Let’s focus on meat for a moment. There is nothing wrong with eating high-quality meat. Besides the fact that meat was a cornerstone of our diet for most of our evolutionary history, there is no clinical data showing that meat is unhealthy. TheJournal of the American Medical Association reviewed 147 studies on the impact of diet on health. They found zero correlation between meat consumption and cardiovascular disease. Separately, researchers found that people in England have eaten about the same amount of animal fat—the source of most of the concern with meat—since 1910. Meanwhile, the number of heart attacks increased 1,000% between 1930 and 1970. It looks like animal fat is not causing the climb.

Similarly, during basically the same period of time in the U.S., a similar increase in heart attacks occurred while the amount of animal fats being consumed dropped. Meat is not unhealthy. It is a fantastic source of protein and therefore a key part of a natural balanced diet.

But Doesn’t Protein Weaken Our Bones?

Last but not least, at some point one of your more annoying coworkers will bring up some misguided magazine article arguing that protein promotes osteoporosis.
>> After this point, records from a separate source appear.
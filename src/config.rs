use std::env;
use std::path::PathBuf;
use std::time::Duration;

use crate::error::{TrackerError, TrackerResult};

// Constants
pub const SPREADSHEET_NAME: &str = "Tasks Devs";
pub const CREDENTIALS_FILE: &str = "credentials.json";
pub const LOG_SHEET: &str = "Logs";
pub const DEFAULT_BIND: &str = "127.0.0.1:3000";
pub const CONNECTION_TTL: u64 = 60 * 60; // 1 hour in seconds
pub const UNKNOWN_USER: &str = "Desconhecido";

pub const DEVELOPERS: [&str; 4] = ["Eduardo", "Israel", "Pedro", "Vinícius"];

pub const REQUIRED_COLUMNS: [&str; 10] = [
    "id",
    "titulo",
    "descricao",
    "responsavel",
    "status",
    "tipo",
    "prioridade",
    "data_entrega",
    "progresso",
    "data_criacao",
];

pub const LOG_COLUMNS: [&str; 7] = [
    "timestamp",
    "acao",
    "task_id",
    "campo",
    "valor_antigo",
    "valor_novo",
    "usuario",
];

pub const SCOPES: [&str; 2] = [
    "https://www.googleapis.com/auth/spreadsheets",
    "https://www.googleapis.com/auth/drive",
];

/// Which spreadsheet implementation backs the tracker
#[derive(Debug, Clone, Copy, PartialEq, Eq)]
pub enum Backend {
    /// Google Sheets over HTTPS
    Google,
    /// In-process workbook, lost on restart
    Memory,
}

/// Where the service account credentials come from
#[derive(Debug, Clone, PartialEq, Eq)]
pub enum CredentialSource {
    /// Service account JSON handed over by the hosting secret store
    Inline(String),
    /// Service account JSON file on disk
    File(PathBuf),
    /// Pre-issued OAuth bearer token
    AccessToken(String),
}

/// Runtime settings, read from `TRACKER_*` environment variables
#[derive(Debug, Clone)]
pub struct Settings {
    pub bind: String,
    pub backend: Backend,
    pub spreadsheet_id: Option<String>,
    pub spreadsheet_name: String,
    pub credentials_file: PathBuf,
    pub service_account_json: Option<String>,
    pub access_token: Option<String>,
    pub user: Option<String>,
    /// Pause between appending a task and re-checking its id
    pub verify_delay: Duration,
}

impl Default for Settings {
    fn default() -> Self {
        Self {
            bind: DEFAULT_BIND.to_string(),
            backend: Backend::Google,
            spreadsheet_id: None,
            spreadsheet_name: SPREADSHEET_NAME.to_string(),
            credentials_file: PathBuf::from(CREDENTIALS_FILE),
            service_account_json: None,
            access_token: None,
            user: None,
            verify_delay: Duration::from_millis(500),
        }
    }
}

impl Settings {
    /// Build settings from the process environment
    pub fn from_env() -> TrackerResult<Self> {
        Self::from_lookup(|key| env::var(key).ok())
    }

    /// Build settings from any key lookup; empty values count as unset
    pub fn from_lookup<F>(lookup: F) -> TrackerResult<Self>
    where
        F: Fn(&str) -> Option<String>,
    {
        let get = |key: &str| lookup(key).filter(|v| !v.trim().is_empty());
        let mut settings = Settings::default();

        if let Some(bind) = get("TRACKER_BIND") {
            settings.bind = bind;
        }
        if let Some(backend) = get("TRACKER_BACKEND") {
            settings.backend = match backend.to_lowercase().as_str() {
                "google" => Backend::Google,
                "memory" => Backend::Memory,
                other => {
                    return Err(TrackerError::Config(format!(
                        "unknown backend '{}', expected 'google' or 'memory'",
                        other
                    )));
                }
            };
        }
        settings.spreadsheet_id = get("TRACKER_SPREADSHEET_ID");
        if let Some(name) = get("TRACKER_SPREADSHEET_NAME") {
            settings.spreadsheet_name = name;
        }
        if let Some(path) = get("TRACKER_CREDENTIALS") {
            settings.credentials_file = PathBuf::from(path);
        }
        settings.service_account_json = get("TRACKER_SERVICE_ACCOUNT_JSON");
        settings.access_token = get("TRACKER_ACCESS_TOKEN");
        settings.user = get("TRACKER_USER")
            .or_else(|| get("USERNAME"))
            .or_else(|| get("USER"));
        if let Some(ms) = get("TRACKER_VERIFY_DELAY_MS") {
            let ms: u64 = ms.parse().map_err(|_| {
                TrackerError::Config(format!("TRACKER_VERIFY_DELAY_MS must be an integer, got '{}'", ms))
            })?;
            settings.verify_delay = Duration::from_millis(ms);
        }

        Ok(settings)
    }

    /// Pick the credential source: hosted secret first, then the local file,
    /// then a raw token
    pub fn credential_source(&self) -> TrackerResult<CredentialSource> {
        if let Some(json) = &self.service_account_json {
            return Ok(CredentialSource::Inline(json.clone()));
        }
        if self.credentials_file.exists() {
            return Ok(CredentialSource::File(self.credentials_file.clone()));
        }
        if let Some(token) = &self.access_token {
            return Ok(CredentialSource::AccessToken(token.clone()));
        }
        Err(TrackerError::Config(format!(
            "no credentials found: set TRACKER_SERVICE_ACCOUNT_JSON, add '{}', or set TRACKER_ACCESS_TOKEN",
            self.credentials_file.display()
        )))
    }

    /// Name recorded in the audit log when no user was picked in the UI
    pub fn acting_user(&self) -> String {
        self.user.clone().unwrap_or_else(|| UNKNOWN_USER.to_string())
    }
}
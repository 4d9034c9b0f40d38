use task_tracker::audit::{AuditLog, Change, LogAction, LogEntry, LogFilter, distinct, now_timestamp};
use task_tracker::config::{LOG_COLUMNS, LOG_SHEET};
use task_tracker::downloader::log_to_csv;
use task_tracker::sheets::memory::Op;
use task_tracker::sheets::MemorySheets;

fn entry(timestamp: &str, action: &str, task_id: &str, field: &str, user: &str) -> LogEntry {
    LogEntry {
        timestamp: timestamp.to_string(),
        action: action.to_string(),
        task_id: task_id.to_string(),
        field: field.to_string(),
        old_value: String::new(),
        new_value: "x".to_string(),
        user: user.to_string(),
    }
}

fn sample() -> Vec<LogEntry> {
    vec![
        entry("2025-11-20T10:00:00.000001", "criacao", "1", "titulo", "Pedro"),
        entry("2025-11-21T09:30:00.000000", "atualizacao", "1", "status", "Israel"),
        entry("garbage", "atualizacao", "2", "progresso", "Pedro"),
        entry("2025-11-22T08:00:00.123456", "atualizacao", "2", "status", "Vinícius"),
    ]
}

#[tokio::test]
async fn test_log_sheet_is_created_with_header() {
    let sheets = MemorySheets::new("Tarefas");
    let log = AuditLog::new(&sheets);

    log.ensure_sheet().await.unwrap();
    log.ensure_sheet().await.unwrap();

    assert_eq!(sheets.calls(Op::AddWorksheet), 1);
    let rows = sheets.snapshot(LOG_SHEET);
    assert_eq!(rows.len(), 1);
    assert_eq!(rows[0], LOG_COLUMNS.iter().map(|c| c.to_string()).collect::<Vec<_>>());
}

#[tokio::test]
async fn test_record_writes_one_row_per_change() {
    let sheets = MemorySheets::new("Tarefas");
    let log = AuditLog::new(&sheets);
    let changes = [
        Change::new("status", Some("Backlog/A Fazer".to_string()), Some("Concluído".to_string())),
        Change::created("progresso", "100"),
    ];

    log.record(LogAction::Update, 3, &changes, "Pedro").await.unwrap();

    let entries = log.entries().await.unwrap();
    assert_eq!(entries.len(), 2);
    assert_eq!(entries[0].action, "atualizacao");
    assert_eq!(entries[0].task_id, "3");
    assert_eq!(entries[0].old_value, "Backlog/A Fazer");
    assert_eq!(entries[1].old_value, "");
    assert_eq!(entries[1].new_value, "100");
    assert_eq!(entries[0].timestamp, entries[1].timestamp);
    assert!(entries[0].parsed_timestamp().is_some());
}

#[tokio::test]
async fn test_record_without_changes_writes_nothing() {
    let sheets = MemorySheets::new("Tarefas");
    AuditLog::new(&sheets)
        .record(LogAction::Creation, 1, &[], "Pedro")
        .await
        .unwrap();
    assert_eq!(sheets.calls(Op::AddWorksheet), 0);
}

#[tokio::test]
async fn test_record_falls_back_to_single_appends() {
    let sheets = MemorySheets::new("Tarefas");
    sheets.fail_next(Op::BulkAppend, 1);
    let log = AuditLog::new(&sheets);
    let changes = [Change::created("id", "9"), Change::created("titulo", "Nova")];

    log.record(LogAction::Creation, 9, &changes, "Israel").await.unwrap();

    assert_eq!(sheets.calls(Op::Append), 2);
    let entries = log.entries().await.unwrap();
    assert_eq!(entries.len(), 2);
    assert!(entries.iter().all(|e| e.action == "criacao"));
}

#[test]
fn test_timestamp_format_round_trips() {
    let e = entry(&now_timestamp(), "criacao", "1", "id", "Pedro");
    assert!(e.parsed_timestamp().is_some());
    assert_eq!(e.timestamp.len(), "2025-11-20T10:00:00.000001".len());
}

#[test]
fn test_filter_sorts_newest_first_with_unparsed_last() {
    let sorted = LogFilter::default().apply(sample());
    let stamps: Vec<&str> = sorted.iter().map(|e| e.timestamp.as_str()).collect();
    assert_eq!(
        stamps,
        vec![
            "2025-11-22T08:00:00.123456",
            "2025-11-21T09:30:00.000000",
            "2025-11-20T10:00:00.000001",
            "garbage",
        ]
    );
}

#[test]
fn test_filter_combines_criteria() {
    let filter = LogFilter {
        task_id: Some(" 2 ".to_string()),
        actions: vec!["atualizacao".to_string()],
        users: vec!["Pedro".to_string(), "Vinícius".to_string()],
        fields: Vec::new(),
    };
    let kept = filter.apply(sample());
    assert_eq!(kept.len(), 2);
    assert!(kept.iter().all(|e| e.task_id == "2"));

    let filter = LogFilter {
        fields: vec!["status".to_string()],
        ..LogFilter::default()
    };
    assert_eq!(filter.apply(sample()).len(), 2);
}

#[test]
fn test_distinct_values_are_sorted() {
    let users = distinct(&sample(), |e| &e.user);
    assert_eq!(users, vec!["Israel", "Pedro", "Vinícius"]);
    let actions = distinct(&sample(), |e| &e.action);
    assert_eq!(actions, vec!["atualizacao", "criacao"]);
}

#[test]
fn test_log_csv_has_header_and_rows() {
    let csv = log_to_csv(&sample()[..1]);
    let lines: Vec<&str> = csv.lines().collect();
    assert_eq!(lines[0], "timestamp,acao,task_id,campo,valor_antigo,valor_novo,usuario");
    assert_eq!(lines[1], "2025-11-20T10:00:00.000001,criacao,1,titulo,,x,Pedro");
}
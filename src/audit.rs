//! Append-only change log kept in its own worksheet

use chrono::{Local, NaiveDateTime};
use log::{debug, warn};
use serde::{Deserialize, Serialize};
use std::collections::{BTreeSet, HashMap};

use crate::config::{LOG_COLUMNS, LOG_SHEET};
use crate::error::TrackerResult;
use crate::sheets::{SheetStore, record};

#[derive(Debug, Clone, Copy, PartialEq, Eq, Serialize, Deserialize)]
pub enum LogAction {
    #[serde(rename = "criacao")]
    Creation,
    #[serde(rename = "atualizacao")]
    Update,
}

impl LogAction {
    pub fn label(self) -> &'static str {
        match self {
            LogAction::Creation => "criacao",
            LogAction::Update => "atualizacao",
        }
    }
}

/// One field going from `old` to `new`
#[derive(Debug, Clone, PartialEq, Eq)]
pub struct Change {
    pub field: String,
    pub old: Option<String>,
    pub new: Option<String>,
}

impl Change {
    pub fn new(field: impl Into<String>, old: Option<String>, new: Option<String>) -> Self {
        Self {
            field: field.into(),
            old,
            new,
        }
    }

    /// A field set for the first time, as on creation
    pub fn created(field: impl Into<String>, new: impl Into<String>) -> Self {
        Self::new(field, None, Some(new.into()))
    }
}

/// A row of the log worksheet
#[derive(Debug, Clone, PartialEq, Eq, Serialize)]
pub struct LogEntry {
    pub timestamp: String,
    pub action: String,
    pub task_id: String,
    pub field: String,
    pub old_value: String,
    pub new_value: String,
    pub user: String,
}

impl LogEntry {
    fn from_record(record: &HashMap<&str, &str>) -> Self {
        let get = |column: &str| record.get(column).copied().unwrap_or("").to_string();
        Self {
            timestamp: get("timestamp"),
            action: get("acao"),
            task_id: get("task_id"),
            field: get("campo"),
            old_value: get("valor_antigo"),
            new_value: get("valor_novo"),
            user: get("usuario"),
        }
    }

    pub fn to_row(&self) -> Vec<String> {
        vec![
            self.timestamp.clone(),
            self.action.clone(),
            self.task_id.clone(),
            self.field.clone(),
            self.old_value.clone(),
            self.new_value.clone(),
            self.user.clone(),
        ]
    }

    /// Parsed timestamp; `None` when the cell is not an ISO datetime
    pub fn parsed_timestamp(&self) -> Option<NaiveDateTime> {
        let raw = self.timestamp.trim();
        NaiveDateTime::parse_from_str(raw, "%Y-%m-%dT%H:%M:%S%.f")
            .or_else(|_| NaiveDateTime::parse_from_str(raw, "%Y-%m-%d %H:%M:%S%.f"))
            .ok()
    }
}

/// Local time in the log's ISO format, microsecond precision
pub fn now_timestamp() -> String {
    Local::now()
        .naive_local()
        .format("%Y-%m-%dT%H:%M:%S%.6f")
        .to_string()
}

/// Writer and reader for the `Logs` worksheet
pub struct AuditLog<'a> {
    store: &'a dyn SheetStore,
}

impl<'a> AuditLog<'a> {
    pub fn new(store: &'a dyn SheetStore) -> Self {
        Self { store }
    }

    /// Create the log worksheet with its header when it does not exist yet
    pub async fn ensure_sheet(&self) -> TrackerResult<()> {
        let titles = self.store.worksheet_titles().await?;
        if titles.iter().any(|t| t == LOG_SHEET) {
            return Ok(());
        }
        self.store
            .add_worksheet(LOG_SHEET, 1, LOG_COLUMNS.len() as u32)
            .await?;
        let header = vec![LOG_COLUMNS.iter().map(|c| c.to_string()).collect()];
        self.store.update(LOG_SHEET, &header).await
    }

    /// Append one row per change, all sharing the same timestamp.
    /// Falls back to appending row by row when the bulk append fails.
    pub async fn record(
        &self,
        action: LogAction,
        task_id: u32,
        changes: &[Change],
        user: &str,
    ) -> TrackerResult<()> {
        if changes.is_empty() {
            return Ok(());
        }
        self.ensure_sheet().await?;

        let timestamp = now_timestamp();
        let rows: Vec<Vec<String>> = changes
            .iter()
            .map(|change| {
                LogEntry {
                    timestamp: timestamp.clone(),
                    action: action.label().to_string(),
                    task_id: task_id.to_string(),
                    field: change.field.clone(),
                    old_value: change.old.clone().unwrap_or_default(),
                    new_value: change.new.clone().unwrap_or_default(),
                    user: user.to_string(),
                }
                .to_row()
            })
            .collect();

        if let Err(e) = self.store.append_rows(LOG_SHEET, &rows).await {
            warn!("Bulk log append failed ({}), appending one row at a time", e);
            for row in &rows {
                self.store.append_row(LOG_SHEET, row).await?;
            }
        }
        debug!(
            "Logged {} change(s) of task {} ({})",
            rows.len(),
            task_id,
            action.label()
        );
        Ok(())
    }

    /// Every log row, keyed by the header row
    pub async fn entries(&self) -> TrackerResult<Vec<LogEntry>> {
        self.ensure_sheet().await?;
        let rows = self.store.get_values(LOG_SHEET).await?;
        let Some((header, body)) = rows.split_first() else {
            return Ok(Vec::new());
        };
        Ok(body
            .iter()
            .filter(|row| row.iter().any(|v| !v.is_empty()))
            .map(|row| LogEntry::from_record(&record(header, row)))
            .collect())
    }
}

/// History page filters; empty fields do not constrain
#[derive(Debug, Clone, Default)]
pub struct LogFilter {
    pub task_id: Option<String>,
    pub actions: Vec<String>,
    pub users: Vec<String>,
    pub fields: Vec<String>,
}

impl LogFilter {
    pub fn matches(&self, entry: &LogEntry) -> bool {
        let id_ok = match self.task_id.as_deref().map(str::trim) {
            Some(id) if !id.is_empty() => entry.task_id.trim() == id,
            _ => true,
        };
        let in_set = |set: &[String], value: &str| set.is_empty() || set.iter().any(|s| s == value);
        id_ok
            && in_set(&self.actions, &entry.action)
            && in_set(&self.users, &entry.user)
            && in_set(&self.fields, &entry.field)
    }

    /// Matching entries, newest first; rows without a readable timestamp go last
    pub fn apply(&self, entries: Vec<LogEntry>) -> Vec<LogEntry> {
        let mut kept: Vec<LogEntry> = entries.into_iter().filter(|e| self.matches(e)).collect();
        kept.sort_by(|a, b| match (a.parsed_timestamp(), b.parsed_timestamp()) {
            (Some(x), Some(y)) => y.cmp(&x),
            (Some(_), None) => std::cmp::Ordering::Less,
            (None, Some(_)) => std::cmp::Ordering::Greater,
            (None, None) => std::cmp::Ordering::Equal,
        });
        kept
    }
}

/// Sorted distinct non-empty values of one column, for the filter pickers
pub fn distinct<F>(entries: &[LogEntry], column: F) -> Vec<String>
where
    F: Fn(&LogEntry) -> &str,
{
    entries
        .iter()
        .map(|e| column(e))
        .filter(|v| !v.is_empty())
        .map(str::to_string)
        .collect::<BTreeSet<_>>()
        .into_iter()
        .collect()
}
//! Kanban board: filtering and per-stage columns

use chrono::NaiveDate;
use serde::Serialize;

use crate::task::{Priority, Stage, Task, TaskKind};

pub const PROGRESS_STEP: u8 = 10;
/// Cards due within this many days get the alarm icon
pub const DUE_SOON_DAYS: i64 = 3;

/// Multi-select filters; an empty list lets everything through
#[derive(Debug, Clone, Default)]
pub struct BoardFilter {
    pub assignees: Vec<String>,
    pub kinds: Vec<TaskKind>,
    pub priorities: Vec<Priority>,
}

impl BoardFilter {
    pub fn matches(&self, task: &Task) -> bool {
        (self.assignees.is_empty() || self.assignees.contains(&task.assignee))
            && (self.kinds.is_empty() || self.kinds.contains(&task.kind))
            && (self.priorities.is_empty() || self.priorities.contains(&task.priority))
    }
}

#[derive(Debug, Clone, Copy, PartialEq, Eq, Serialize)]
#[serde(rename_all = "lowercase")]
pub enum DeadlineColor {
    Red,
    Orange,
    Green,
    Gray,
}

/// Deadline badge of a card
#[derive(Debug, Clone, PartialEq, Eq, Serialize)]
pub struct Deadline {
    pub days_remaining: Option<i64>,
    pub icon: &'static str,
    pub color: DeadlineColor,
    /// Due date as dd/mm/yyyy, empty when undated
    pub display: String,
}

impl Deadline {
    pub fn for_task(task: &Task, today: NaiveDate) -> Self {
        let days = task.days_remaining(today);
        let (icon, color) = match days {
            None => ("📅", DeadlineColor::Gray),
            Some(d) if d < 0 => ("⏰", DeadlineColor::Red),
            Some(d) if d <= DUE_SOON_DAYS => ("⏰", DeadlineColor::Orange),
            Some(_) => ("📅", DeadlineColor::Green),
        };
        Self {
            days_remaining: days,
            icon,
            color,
            display: task
                .due_date
                .map(|d| d.format("%d/%m/%Y").to_string())
                .unwrap_or_default(),
        }
    }
}

#[derive(Debug, Clone, Serialize)]
pub struct StageOption {
    pub label: &'static str,
    pub selected: bool,
}

#[derive(Debug, Clone, Serialize)]
pub struct Card {
    #[serde(flatten)]
    pub task: Task,
    pub kind_short: &'static str,
    pub deadline: Deadline,
    pub stage_options: Vec<StageOption>,
}

#[derive(Debug, Clone, Serialize)]
pub struct BoardColumn {
    pub stage: Stage,
    pub accent: &'static str,
    pub count: usize,
    /// Integer mean of the cards' progress, `None` for an empty column
    pub average_progress: Option<u8>,
    pub cards: Vec<Card>,
}

/// Undated tasks sort after dated ones; the sort is stable
pub fn sort_by_due(tasks: &mut [&Task]) {
    tasks.sort_by_key(|t| (t.due_date.is_none(), t.due_date));
}

/// One column per stage, in workflow order
pub fn build_board(tasks: &[Task], filter: &BoardFilter, today: NaiveDate) -> Vec<BoardColumn> {
    Stage::ALL
        .into_iter()
        .map(|stage| {
            let mut in_stage: Vec<&Task> = tasks
                .iter()
                .filter(|t| t.status == stage && filter.matches(t))
                .collect();
            sort_by_due(&mut in_stage);

            let average_progress = (!in_stage.is_empty()).then(|| {
                let sum: u32 = in_stage.iter().map(|t| t.progress as u32).sum();
                (sum / in_stage.len() as u32) as u8
            });

            let cards = in_stage
                .into_iter()
                .map(|task| Card {
                    task: task.clone(),
                    kind_short: task.kind.short_label(),
                    deadline: Deadline::for_task(task, today),
                    stage_options: Stage::ALL
                        .into_iter()
                        .map(|s| StageOption {
                            label: s.label(),
                            selected: s == task.status,
                        })
                        .collect(),
                })
                .collect::<Vec<_>>();

            BoardColumn {
                stage,
                accent: stage.accent(),
                count: cards.len(),
                average_progress,
                cards,
            }
        })
        .collect()
}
This myth comes from the fact that digesting protein requires more calcium than the digestion of fat or carbohydrates. Certain individuals claim this finding shows that eating a lot of protein will suck calcium from our bones. That is inaccurate.

“Controlled human studies show that commonly used complex dietary proteins, which have a high phosphorus content, do not cause calcium loss in adult humans.” –H. Spencer, Edward Hines Jr. Veterans Affairs Hospital

First, you will not be eating a lot of protein. You will be eating the amount humans evolved to eat. Second, you will have no need to grab calcium from your bones since a natural balanced diet provides at least 150% more calcium than the typical U.S. diet (for example, leafy green vegetables are excellent sources of calcium. Calorie for calorie, spinach provides nearly twice the calcium as reduced-fat milk.). Third, protein digestion does not negatively impact bones if intake of the mineral phosphorus is increased, and a natural balanced diet does that.  Finally, while more protein increases the need for calcium, it also increases the body’s ability to absorb calcium. When more protein is taken in, the body automatically makes better use of calcium. Studies show that a natural level of protein increases bone density by raising levels of the protein IGF-1.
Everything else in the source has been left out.